How Lyme disease bacteria spread through the body
Researchers have developed a live-cell-imaging-based system that provides molecular and biomechanical insights into how Lyme disease bacteria latch onto and move along the inside surface of blood vessels to reach key destinations in the body where they may be able to persist longer and avoid treatment. Ironically, the same strategies that these bacteria use to spread through the body are also used by immune cells to protect against infectious disease. The study appears August 25 in Cell Reports.
"There is very little known about the biomechanics of bacterial-vascular interactions, even though understanding this is really important for understanding how bacteria spread through the body via the cardiovascular system, and for developing methods to block bacterial dissemination," says senior study author Tara Moriarty of the University of Toronto. "Our in vitro live-cell-imaging-based system will permit more efficient dissection of the underlying interaction mechanisms and more rapid screening for inhibitors of bacterial-endothelial interactions and dissemination."

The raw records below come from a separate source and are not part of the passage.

use {
    super::error::AuditError,
    super::event::{HandlerType, Operation},
    super::id::TenantId,
    chrono::{DateTime, Utc},
    serde::{Deserialize, Serialize},
    serde_json::Value,
    uuid::Uuid,
};

/// A registered interest in one table's change stream for one tenant.
#[derive(Debug, Clone, PartialEq, Serialize)]
#[serde(rename_all = "camelCase")]
pub struct Subscription {
    pub id: Uuid,
    pub name: String,
    pub table: String,
    pub tenant_id: TenantId,
    pub operations: Vec<Operation>,
    pub handler_type: HandlerType,
    pub config: Value,
    pub filter: Value,
    pub active: bool,
    pub created_at: DateTime<Utc>,
    pub updated_at: DateTime<Utc>,
}

impl Subscription {
    pub fn matches(&self, table: &str, operation: Operation) -> bool {
        self.active && self.table == table && self.operations.contains(&operation)
    }
}

/// Caller-supplied parameters for `SubscriptionRegistry::create`.
#[derive(Debug, Clone, Deserialize)]
#[serde(rename_all = "camelCase")]
pub struct CreateSubscription {
    pub name: String,
    pub table: String,
    pub operations: Vec<Operation>,
    pub handler_type: String,
    #[serde(default)]
    pub config: Option<Value>,
    #[serde(default)]
    pub filter: Option<Value>,
    #[serde(default)]
    pub active: Option<bool>,
}

/// Validated subscription ready to be upserted on `(tenant_id, name)`.
#[derive(Debug, Clone, PartialEq)]
pub struct NewSubscription {
    pub id: Uuid,
    pub name: String,
    pub table: String,
    pub tenant_id: TenantId,
    pub operations: Vec<Operation>,
    pub handler_type: HandlerType,
    pub config: Value,
    pub filter: Value,
    pub active: bool,
}

impl NewSubscription {
    pub fn validate(tenant_id: TenantId, params: CreateSubscription) -> Result<Self, AuditError> {
        let name = params.name.trim().to_string();
        if name.is_empty() {
            return Err(AuditError::Validation("subscription name is required".into()));
        }
        let table = params.table.trim().to_string();
        if table.is_empty() {
            return Err(AuditError::Validation("subscription table is required".into()));
        }
        if params.operations.is_empty() {
            return Err(AuditError::Validation(
                "subscription needs at least one operation".into(),
            ));
        }
        let handler_type = HandlerType::try_from(params.handler_type.as_str())?;

        let mut operations = params.operations;
        operations.sort_by_key(|op| Operation::ALL.iter().position(|o| o == op));
        operations.dedup();

        Ok(Self {
            id: Uuid::now_v7(),
            name,
            table,
            tenant_id,
            operations,
            handler_type,
            config: object_or_empty(params.config)?,
            filter: object_or_empty(params.filter)?,
            active: params.active.unwrap_or(true),
        })
    }

    /// The AUDIT subscription `sync`/`enable` provision for one table.
    pub fn audit_for_table(tenant_id: TenantId, table: &str) -> Self {
        Self {
            id: Uuid::now_v7(),
            name: audit_subscription_name(table),
            table: table.to_string(),
            tenant_id,
            operations: vec![Operation::Insert, Operation::Update, Operation::Delete],
            handler_type: HandlerType::Audit,
            config: Value::Object(Default::default()),
            filter: Value::Object(Default::default()),
            active: true,
        }
    }
}

pub fn audit_subscription_name(table: &str) -> String {
    format!("audit-{table}")
}

fn object_or_empty(value: Option<Value>) -> Result<Value, AuditError> {
    match value {
        None | Some(Value::Null) => Ok(Value::Object(Default::default())),
        Some(v @ Value::Object(_)) => Ok(v),
        Some(other) => Err(AuditError::Validation(format!(
            "subscription config/filter must be an object, got: {other}"
        ))),
    }
}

Moriarty and her team developed a flow chamber system and real-time tracking methods that enabled microscopy analysis of bacterial interactions with human endothelial cells lining the surface of blood vessels. Using genetically modified strains of the Lyme disease bacterium (Borrelia burgdorferi), the researchers discovered that a cell-surface adhesion protein called BBK32 plays an important role in stabilizing and strengthening bacterial-vascular interactions under flow. By calculating the displacement of bacteria from the endothelial cells, the researchers also found that the microbes use bungee-cord-like tethers to stabilize and strengthen these bonds.
Using their imaging-based system, the researchers went on to discover that bacteria move along endothelial surfaces under flow by transferring mechanical load along a series of successively formed and broken bonds. Similar to children swinging on monkey bars, the bacteria transferred force from one bond to the next without fully detaching, slowing down every time they established a new bond and accelerating when they broke a bond and transitioned to the next one. This repeating cycle allowed the bacteria to stably move over the endothelial surface at a constant overall speed, similar to the way immune cells called leukocytes move through blood vessels.
Additional calculations revealed that the propulsive force generated by bacterial motility is stronger than the forces imposed on bacteria by flow, suggesting that the microbes may use rotating internal structures called flagella to actively migrate along blood vessel walls and exit the vasculature to reach specific tissues, even under the force conditions generated by blood flow. The entire process is similar to humans swimming down a river, using their legs to move toward trees lining the bank, grabbing onto a series of branches to slow down, and eventually pulling on the branches while kicking to exit the river and reach dry land.
"The ability of Lyme disease bacteria to disseminate using the network of rivers and streams provided by the bloodstream, and the ability to catch onto the banks of these rivers and streams, would likely be very important for spreading throughout the body, because they can overcome the barrier to dissemination caused by blood flow," says first author Rhodaba Ebady of the University of Toronto. "It's likely that this property helps the bacteria get to sites where they might be able to persist longer, and this property might therefore make it harder to treat infections caused by these bacteria."
The findings also suggest that drugs targeting BBK32 or as-yet-unidentified endothelial receptors could help to prevent or slow down the spread of Lyme disease bacteria to joints, the heart and the nervous system, thereby eliminating or reducing the severity of symptoms such as arthritis, heart inflammation, facial paralysis, and nerve pain. Because BBK32-like proteins are also produced by pathogens such as Staphylococcus aureus and Streptococcus pyogenes as well as certain Borrelia species, the findings could also be relevant to other serious conditions caused by blood-borne spread of bacteria, including pneumonia, relapsing fever, and inflammation affecting the heart, bones, and nervous system. Moreover, currently available drugs that inhibit leukocyte-vascular interactions for the treatment of autoimmune and inflammatory diseases could potentially be repurposed for Lyme disease and potentially other infectious diseases.
In future studies, the researchers will attempt to identify the endothelial receptors that BBK32 interacts with, assess the biomechanical role of bacterial flagella in vascular interactions and dissemination, and try to determine how bacteria target specific endothelia associated with different tissues. More broadly, their cell-imaging approach could be used to study how other pathogens spread through the body. "We really hope that other labs can use some of the approaches we've established to study other bugs and will be glad to help other groups do this," Moriarty says. "There's so much to do, and all we've seen so far is the very tip of the iceberg."